Stored items
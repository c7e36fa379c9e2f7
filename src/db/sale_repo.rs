// src/db/sale_repo.rs

use rust_decimal::Decimal;
use sqlx::{Executor, FromRow, PgPool, Postgres};
use uuid::Uuid;

use crate::{
    common::error::AppError,
    models::{
        dashboard::IdleProduct,
        sales::{PaymentMethod, Sale, SaleItemDetail, SaleSummary},
    },
};

// Linha intermediária da agregação mensal
#[derive(Debug, FromRow)]
struct MonthlyTotalRow {
    month: i32,
    total: Option<Decimal>,
}

#[derive(Clone)]
pub struct SaleRepository {
    pool: PgPool,
}

impl SaleRepository {
    pub fn new(pool: PgPool) -> Self {
        Self { pool }
    }

    // ---
    // Leitura
    // ---

    pub async fn list(&self) -> Result<Vec<SaleSummary>, AppError> {
        let sales = sqlx::query_as::<_, SaleSummary>(
            r#"
            SELECT v.id, c.name AS customer_name, v.total, v.purchased_at,
                   (SELECT COUNT(*) FROM sale_items i WHERE i.sale_id = v.id) AS items_count
            FROM sales v
            JOIN customers c ON c.id = v.customer_id
            ORDER BY v.purchased_at DESC
            "#,
        )
        .fetch_all(&self.pool)
        .await?;
        Ok(sales)
    }

    pub async fn find_by_id(&self, id: Uuid) -> Result<Option<Sale>, AppError> {
        let sale = sqlx::query_as::<_, Sale>("SELECT * FROM sales WHERE id = $1")
            .bind(id)
            .fetch_optional(&self.pool)
            .await?;
        Ok(sale)
    }

    pub async fn list_items(&self, sale_id: Uuid) -> Result<Vec<SaleItemDetail>, AppError> {
        let items = sqlx::query_as::<_, SaleItemDetail>(
            r#"
            SELECT i.product_id, p.name AS product_name, i.quantity, i.unit_price
            FROM sale_items i
            JOIN products p ON p.id = i.product_id
            WHERE i.sale_id = $1
            ORDER BY p.name ASC
            "#,
        )
        .bind(sale_id)
        .fetch_all(&self.pool)
        .await?;
        Ok(items)
    }

    /// Soma de todas as vendas já registradas.
    pub async fn total_sales<'e, E>(&self, executor: E) -> Result<Decimal, AppError>
    where
        E: Executor<'e, Database = Postgres>,
    {
        let total =
            sqlx::query_scalar::<_, Decimal>("SELECT COALESCE(SUM(total), 0) FROM sales")
                .fetch_one(executor)
                .await?;
        Ok(total)
    }

    /// Totais por mês de um ano; meses sem venda ficam de fora do resultado.
    pub async fn monthly_totals(&self, year: i32) -> Result<Vec<(i32, Decimal)>, AppError> {
        let rows = sqlx::query_as::<_, MonthlyTotalRow>(
            r#"
            SELECT CAST(date_part('month', purchased_at) AS INT4) AS month,
                   SUM(total) AS total
            FROM sales
            WHERE CAST(date_part('year', purchased_at) AS INT4) = $1
            GROUP BY 1
            ORDER BY 1
            "#,
        )
        .bind(year)
        .fetch_all(&self.pool)
        .await?;

        Ok(rows
            .into_iter()
            .map(|r| (r.month, r.total.unwrap_or(Decimal::ZERO)))
            .collect())
    }

    /// Produtos sem nenhuma venda nos últimos `days` dias.
    pub async fn idle_products(&self, days: i32) -> Result<Vec<IdleProduct>, AppError> {
        let products = sqlx::query_as::<_, IdleProduct>(
            r#"
            SELECT p.id, p.name
            FROM products p
            WHERE NOT EXISTS (
                SELECT 1
                FROM sale_items i
                JOIN sales v ON v.id = i.sale_id
                WHERE i.product_id = p.id
                  AND v.purchased_at >= now() - make_interval(days => $1)
            )
            ORDER BY p.name ASC
            "#,
        )
        .bind(days)
        .fetch_all(&self.pool)
        .await?;
        Ok(products)
    }

    // ---
    // Escrita (dentro da transação da venda)
    // ---

    pub async fn insert_sale<'e, E>(
        &self,
        executor: E,
        customer_id: Uuid,
        payment_method_id: Uuid,
        total: Decimal,
    ) -> Result<Sale, AppError>
    where
        E: Executor<'e, Database = Postgres>,
    {
        let sale = sqlx::query_as::<_, Sale>(
            r#"
            INSERT INTO sales (customer_id, payment_method_id, total)
            VALUES ($1, $2, $3)
            RETURNING *
            "#,
        )
        .bind(customer_id)
        .bind(payment_method_id)
        .bind(total)
        .fetch_one(executor)
        .await?;
        Ok(sale)
    }

    pub async fn insert_item<'e, E>(
        &self,
        executor: E,
        sale_id: Uuid,
        product_id: Uuid,
        quantity: i32,
        unit_price: Decimal,
    ) -> Result<(), AppError>
    where
        E: Executor<'e, Database = Postgres>,
    {
        sqlx::query(
            r#"
            INSERT INTO sale_items (sale_id, product_id, quantity, unit_price)
            VALUES ($1, $2, $3, $4)
            "#,
        )
        .bind(sale_id)
        .bind(product_id)
        .bind(quantity)
        .bind(unit_price)
        .execute(executor)
        .await?;
        Ok(())
    }

    // ---
    // Formas de pagamento
    // ---

    pub async fn list_payment_methods(&self) -> Result<Vec<PaymentMethod>, AppError> {
        let methods = sqlx::query_as::<_, PaymentMethod>(
            "SELECT * FROM payment_methods ORDER BY kind ASC",
        )
        .fetch_all(&self.pool)
        .await?;
        Ok(methods)
    }

    pub async fn find_payment_method<'e, E>(
        &self,
        executor: E,
        id: Uuid,
    ) -> Result<Option<PaymentMethod>, AppError>
    where
        E: Executor<'e, Database = Postgres>,
    {
        let method =
            sqlx::query_as::<_, PaymentMethod>("SELECT * FROM payment_methods WHERE id = $1")
                .bind(id)
                .fetch_optional(executor)
                .await?;
        Ok(method)
    }

    pub async fn create_payment_method<'e, E>(
        &self,
        executor: E,
        kind: &str,
        installments: i32,
    ) -> Result<PaymentMethod, AppError>
    where
        E: Executor<'e, Database = Postgres>,
    {
        let method = sqlx::query_as::<_, PaymentMethod>(
            "INSERT INTO payment_methods (kind, installments) VALUES ($1, $2) RETURNING *",
        )
        .bind(kind)
        .bind(installments)
        .fetch_one(executor)
        .await?;
        Ok(method)
    }
}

What the exercise asks:
Retype only this portion of the data above: the line containing "Produtos sem nenhuma", the line containing "JOIN sales v", and all lines between them, exactly.

Response area:
    /// Produtos sem nenhuma venda nos últimos `days` dias.
    pub async fn idle_products(&self, days: i32) -> Result<Vec<IdleProduct>, AppError> {
        let products = sqlx::query_as::<_, IdleProduct>(
            r#"
            SELECT p.id, p.name
            FROM products p
            WHERE NOT EXISTS (
                SELECT 1
                FROM sale_items i
                JOIN sales v ON v.id = i.sale_id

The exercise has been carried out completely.